Nursing students from West Coast University-Los Angeles finally got a chance to get back in the field this February by administering COVID-19 vaccines at Martin Luther King Jr. Community Hospital.
Led by WCU-Los Angeles nursing instructor Masha Crawford, the group said they were grateful to be taking part in the immunization effort, while also gaining valuable experience.
“Because of COVID-19, students have not been able to be in clinics and not practice as many of their physical skills,” Crawford said. “It’s nice to be in the hospital and to educate them about this disease and have them interact with the patients.”
MLK-LA Pharmacy Director Gilbert Chan said he was grateful to have the students’ help during the all-day event, which was open to seniors in the community, plus patients and employee family members of the hospital.

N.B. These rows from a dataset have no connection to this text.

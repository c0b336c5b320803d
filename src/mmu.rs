use crate::apu::Apu;
use crate::cartridge::Cartridge;
use crate::cpu::Bus;
use crate::hardware::Model;
use crate::joypad::{Button, Joypad};
use crate::ppu::Ppu;
use crate::serial::Serial;
use crate::timer::Timer;
use crate::watchpoints::WatchpointEngine;

/// Bus-level happenings the frontend wants to hear about.
#[derive(Clone, Copy, PartialEq, Eq, Debug)]
pub enum BusEvent {
    LcdEnableChanged(bool),
    SerialStarted,
}

/// OAM DMA in flight: one byte per M-cycle, 160 bytes total.
struct OamDma {
    source: u16,
    index: u16,
    cycle_acc: u32,
}

/// CGB VRAM DMA (0xFF51-0xFF55). General-purpose transfers run to
/// completion immediately; HBlank-paced ones move one 0x10-byte block per
/// HBlank entered.
struct VramDma {
    source: u16,
    dest: u16,
    blocks: u8,
    active: bool,
    cancelled: bool,
}

impl VramDma {
    fn new() -> Self {
        Self {
            source: 0,
            dest: 0,
            blocks: 0,
            active: false,
            cancelled: false,
        }
    }
}

/// Full 16-bit address decode plus the interrupt, DMA and CGB bank plumbing
/// that lives between the CPU and the peripherals.
pub struct Mmu {
    model: Model,
    pub cart: Option<Cartridge>,
    pub ppu: Ppu,
    pub timer: Timer,
    pub serial: Serial,
    pub apu: Apu,
    pub joypad: Joypad,
    pub watchpoints: WatchpointEngine,
    wram: Box<[u8; 0x8000]>,
    hram: [u8; 0x7F],
    pub if_reg: u8,
    pub ie_reg: u8,
    svbk: u8,
    key1: u8,
    dma_reg: u8,
    oam_dma: Option<OamDma>,
    vram_dma: VramDma,
    /// Cycles the CPU loses to a general-purpose VRAM DMA.
    dma_stall: u32,
    events: Vec<BusEvent>,
}

impl Mmu {
    pub fn new(model: Model) -> Self {
        Self {
            model,
            cart: None,
            ppu: Ppu::new(model.is_cgb()),
            timer: Timer::new(),
            serial: Serial::new(model.is_cgb()),
            apu: Apu::new(),
            joypad: Joypad::new(),
            watchpoints: WatchpointEngine::new(),
            wram: Box::new([0; 0x8000]),
            hram: [0; 0x7F],
            if_reg: 0x01,
            ie_reg: 0,
            svbk: 0,
            key1: 0,
            dma_reg: 0xFF,
            oam_dma: None,
            vram_dma: VramDma::new(),
            dma_stall: 0,
            events: Vec::new(),
        }
    }

    pub fn model(&self) -> Model {
        self.model
    }

    pub fn insert_cartridge(&mut self, cart: Cartridge) {
        self.cart = Some(cart);
    }

    pub fn press_button(&mut self, button: Button) {
        self.joypad.press(button, &mut self.if_reg);
    }

    pub fn release_button(&mut self, button: Button) {
        self.joypad.release(button);
    }

    pub fn take_events(&mut self) -> Vec<BusEvent> {
        std::mem::take(&mut self.events)
    }

    /// Stall cycles accumulated by general-purpose VRAM DMA since the last
    /// call.
    pub fn take_dma_stall(&mut self) -> u32 {
        std::mem::take(&mut self.dma_stall)
    }

    /// Advance every clocked peripheral. `cycles` is the CPU clock, `dots`
    /// the dot clock (half the CPU clock in double speed).
    pub fn substep(&mut self, cycles: u32, dots: u32) {
        self.oam_dma_step(cycles);
        if let Some(cart) = self.cart.as_mut() {
            cart.step_rtc(cycles as u64);
        }
        self.timer.step(cycles, &mut self.if_reg);
        self.serial.step(cycles, &mut self.if_reg);
        if self.ppu.step(dots, &mut self.if_reg) {
            self.hdma_hblank_step();
        }
    }

    fn effective_wram_bank(&self) -> usize {
        if self.model.is_cgb() {
            (self.svbk & 0x07).max(1) as usize
        } else {
            1
        }
    }

    fn read_wram(&self, addr: u16) -> u8 {
        match addr & 0x1FFF {
            offset @ 0x0000..=0x0FFF => self.wram[offset as usize],
            offset => self.wram[self.effective_wram_bank() * 0x1000 + (offset as usize - 0x1000)],
        }
    }

    fn write_wram(&mut self, addr: u16, val: u8) {
        let bank = self.effective_wram_bank();
        match addr & 0x1FFF {
            offset @ 0x0000..=0x0FFF => self.wram[offset as usize] = val,
            offset => self.wram[bank * 0x1000 + (offset as usize - 0x1000)] = val,
        }
    }

    /// Plain decode without watchpoint notes; the `Bus` impl wraps this.
    pub fn read_byte(&self, addr: u16) -> u8 {
        match addr {
            0x0000..=0x7FFF | 0xA000..=0xBFFF => {
                self.cart.as_ref().map_or(0xFF, |c| c.read(addr))
            }
            0x8000..=0x9FFF => {
                if self.ppu.vram_accessible() {
                    self.ppu.read_vram(addr)
                } else {
                    0xFF
                }
            }
            0xC000..=0xDFFF => self.read_wram(addr),
            // Echo RAM mirrors 0xC000-0xDDFF.
            0xE000..=0xFDFF => self.read_wram(addr - 0x2000),
            0xFE00..=0xFE9F => {
                if self.ppu.oam_accessible() && self.oam_dma.is_none() {
                    self.ppu.read_oam(addr)
                } else {
                    0xFF
                }
            }
            0xFEA0..=0xFEFF => 0xFF,
            0xFF00..=0xFF7F => self.read_io(addr),
            0xFF80..=0xFFFE => self.hram[(addr - 0xFF80) as usize],
            0xFFFF => self.ie_reg,
        }
    }

    pub fn write_byte(&mut self, addr: u16, val: u8) {
        match addr {
            0x0000..=0x7FFF | 0xA000..=0xBFFF => {
                if let Some(cart) = self.cart.as_mut() {
                    cart.write(addr, val);
                }
            }
            0x8000..=0x9FFF => {
                if self.ppu.vram_accessible() {
                    self.ppu.write_vram(addr, val);
                }
            }
            0xC000..=0xDFFF => self.write_wram(addr, val),
            0xE000..=0xFDFF => self.write_wram(addr - 0x2000, val),
            0xFE00..=0xFE9F => {
                if self.ppu.oam_accessible() && self.oam_dma.is_none() {
                    self.ppu.write_oam(addr, val);
                }
            }
            0xFEA0..=0xFEFF => {}
            0xFF00..=0xFF7F => self.write_io(addr, val),
            0xFF80..=0xFFFE => self.hram[(addr - 0xFF80) as usize] = val,
            0xFFFF => self.ie_reg = val,
        }
    }

    fn read_io(&self, addr: u16) -> u8 {
        let cgb = self.model.is_cgb();
        match addr {
            0xFF00 => self.joypad.read(),
            0xFF01 | 0xFF02 => self.serial.read(addr),
            0xFF04..=0xFF07 => self.timer.read(addr),
            0xFF0F => 0xE0 | self.if_reg,
            0xFF10..=0xFF3F => self.apu.read(addr),
            0xFF46 => self.dma_reg,
            0xFF40..=0xFF45 | 0xFF47..=0xFF4B | 0xFF4F | 0xFF68..=0xFF6C => {
                self.ppu.read_reg(addr)
            }
            0xFF4D if cgb => 0x7E | (self.key1 & 0x81),
            0xFF55 if cgb => self.read_hdma5(),
            0xFF70 if cgb => 0xF8 | self.svbk,
            _ => 0xFF,
        }
    }

    fn write_io(&mut self, addr: u16, val: u8) {
        let cgb = self.model.is_cgb();
        match addr {
            0xFF00 => self.joypad.write(val),
            0xFF01 | 0xFF02 => {
                if self.serial.write(addr, val) {
                    self.events.push(BusEvent::SerialStarted);
                }
            }
            0xFF04..=0xFF07 => self.timer.write(addr, val, &mut self.if_reg),
            0xFF0F => self.if_reg = val & 0x1F,
            0xFF10..=0xFF3F => self.apu.write(addr, val),
            0xFF46 => self.start_oam_dma(val),
            0xFF40 => {
                let before = self.ppu.lcd_enabled();
                self.ppu.write_reg(addr, val, &mut self.if_reg);
                let after = self.ppu.lcd_enabled();
                if before != after {
                    self.events.push(BusEvent::LcdEnableChanged(after));
                }
            }
            0xFF41..=0xFF45 | 0xFF47..=0xFF4B | 0xFF4F | 0xFF68..=0xFF6C => {
                self.ppu.write_reg(addr, val, &mut self.if_reg);
            }
            0xFF4D if cgb => self.key1 = (self.key1 & 0x80) | (val & 0x01),
            0xFF51 if cgb => self.vram_dma.source = (self.vram_dma.source & 0x00FF) | ((val as u16) << 8),
            0xFF52 if cgb => self.vram_dma.source = (self.vram_dma.source & 0xFF00) | (val & 0xF0) as u16,
            0xFF53 if cgb => self.vram_dma.dest = (self.vram_dma.dest & 0x00FF) | ((val as u16) << 8),
            0xFF54 if cgb => self.vram_dma.dest = (self.vram_dma.dest & 0xFF00) | (val & 0xF0) as u16,
            0xFF55 if cgb => self.write_hdma5(val),
            0xFF70 if cgb => self.svbk = val & 0x07,
            _ => {}
        }
    }

    fn start_oam_dma(&mut self, val: u8) {
        self.dma_reg = val;
        let mut source = (val as u16) << 8;
        // Echo-region sources read the underlying WRAM.
        if source >= 0xE000 {
            source -= 0x2000;
        }
        self.oam_dma = Some(OamDma {
            source,
            index: 0,
            cycle_acc: 0,
        });
    }

    /// Reads DMA engines do themselves, bypassing PPU access gating.
    fn dma_read(&self, addr: u16) -> u8 {
        match addr {
            0x0000..=0x7FFF | 0xA000..=0xBFFF => {
                self.cart.as_ref().map_or(0xFF, |c| c.read(addr))
            }
            0x8000..=0x9FFF => self.ppu.read_vram(addr),
            0xC000..=0xDFFF => self.read_wram(addr),
            _ => 0xFF,
        }
    }

    fn oam_dma_step(&mut self, cycles: u32) {
        let Some(mut dma) = self.oam_dma.take() else {
            return;
        };
        dma.cycle_acc += cycles;
        while dma.cycle_acc >= 4 && dma.index < 160 {
            dma.cycle_acc -= 4;
            let byte = self.dma_read(dma.source + dma.index);
            self.ppu.write_oam(0xFE00 + dma.index, byte);
            dma.index += 1;
        }
        if dma.index < 160 {
            self.oam_dma = Some(dma);
        }
    }

    fn sanitize_vram_dma(&self) -> (u16, u16) {
        let source = self.vram_dma.source & 0xFFF0;
        let dest = 0x8000 | (self.vram_dma.dest & 0x1FF0);
        (source, dest)
    }

    fn write_hdma5(&mut self, val: u8) {
        if self.vram_dma.active && val & 0x80 == 0 {
            // Pausing an HBlank transfer keeps the remaining length.
            self.vram_dma.active = false;
            self.vram_dma.cancelled = true;
            return;
        }
        self.vram_dma.blocks = (val & 0x7F) + 1;
        self.vram_dma.cancelled = false;
        if val & 0x80 != 0 {
            self.vram_dma.active = true;
        } else {
            self.run_general_dma();
        }
    }

    fn read_hdma5(&self) -> u8 {
        if self.vram_dma.active {
            (self.vram_dma.blocks - 1) & 0x7F
        } else if self.vram_dma.cancelled {
            0x80 | (self.vram_dma.blocks.wrapping_sub(1) & 0x7F)
        } else {
            0xFF
        }
    }

    fn copy_vram_dma_block(&mut self) {
        let (source, dest) = self.sanitize_vram_dma();
        for offset in 0..0x10u16 {
            let byte = self.dma_read(source.wrapping_add(offset));
            self.ppu.write_vram(dest.wrapping_add(offset), byte);
        }
        self.vram_dma.source = source.wrapping_add(0x10);
        self.vram_dma.dest = dest.wrapping_add(0x10);
        self.vram_dma.blocks -= 1;
        // Each block costs the CPU 8 M-cycles.
        self.dma_stall += 32;
    }

    fn run_general_dma(&mut self) {
        while self.vram_dma.blocks > 0 {
            self.copy_vram_dma_block();
        }
    }

    fn hdma_hblank_step(&mut self) {
        if !self.vram_dma.active {
            return;
        }
        self.copy_vram_dma_block();
        if self.vram_dma.blocks == 0 {
            self.vram_dma.active = false;
        }
    }
}

impl Bus for Mmu {
    fn read8(&mut self, addr: u16) -> u8 {
        let val = self.read_byte(addr);
        self.watchpoints.note_read(addr, val);
        val
    }

    fn write8(&mut self, addr: u16, val: u8) {
        self.watchpoints.note_write(addr, val);
        self.write_byte(addr, val);
    }

    fn button_held(&self) -> bool {
        self.joypad.button_held()
    }

    fn speed_switch_armed(&self) -> bool {
        self.model.is_cgb() && self.key1 & 0x01 != 0
    }

    fn perform_speed_switch(&mut self) {
        self.key1 = (self.key1 ^ 0x80) & 0x80;
    }

    fn reset_div(&mut self) {
        self.timer.reset_div(&mut self.if_reg);
    }
}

“It’s a great opportunity for the students to learn and participate in a community event during a pandemic,” Chan said.
Crawford, who also works full-time as an intensive care nurse in Santa Monica, said after seeing the impact COVID-19 had not only on the community but also on individual families, she took a lot of satisfaction in being able to educate while at the same time helping protect the public.
“This is definitely a great joy to me, and relief,” Crawford said, “because our ICU is still overloaded with COVID patients, some of whom are unfortunately dying — not all of them are recovering and coming home to their families.”
During the clinic, the five students worked with hospital staff to organize patients and administered about 100 vaccinations in total. Between patients, the students said they missed being among their classmates and couldn’t wait to be back in campus.
“I miss going back to the campus and seeing all the staff and students working together,” WCU-LA student Dominic Agsalud said.
The significance of contributing to the effort to end the pandemic — while still a student — was also not lost on the aspiring healthcare workers.
“It’s amazing to be a part of such a historic moment and be able to vaccinate people who are vulnerable and help protect the community,” WCU-LA student Kelsey Webb said. “I’m excited to be able to tell my kids in the future that I was part of something so historic, that they will be learning about in their history books.”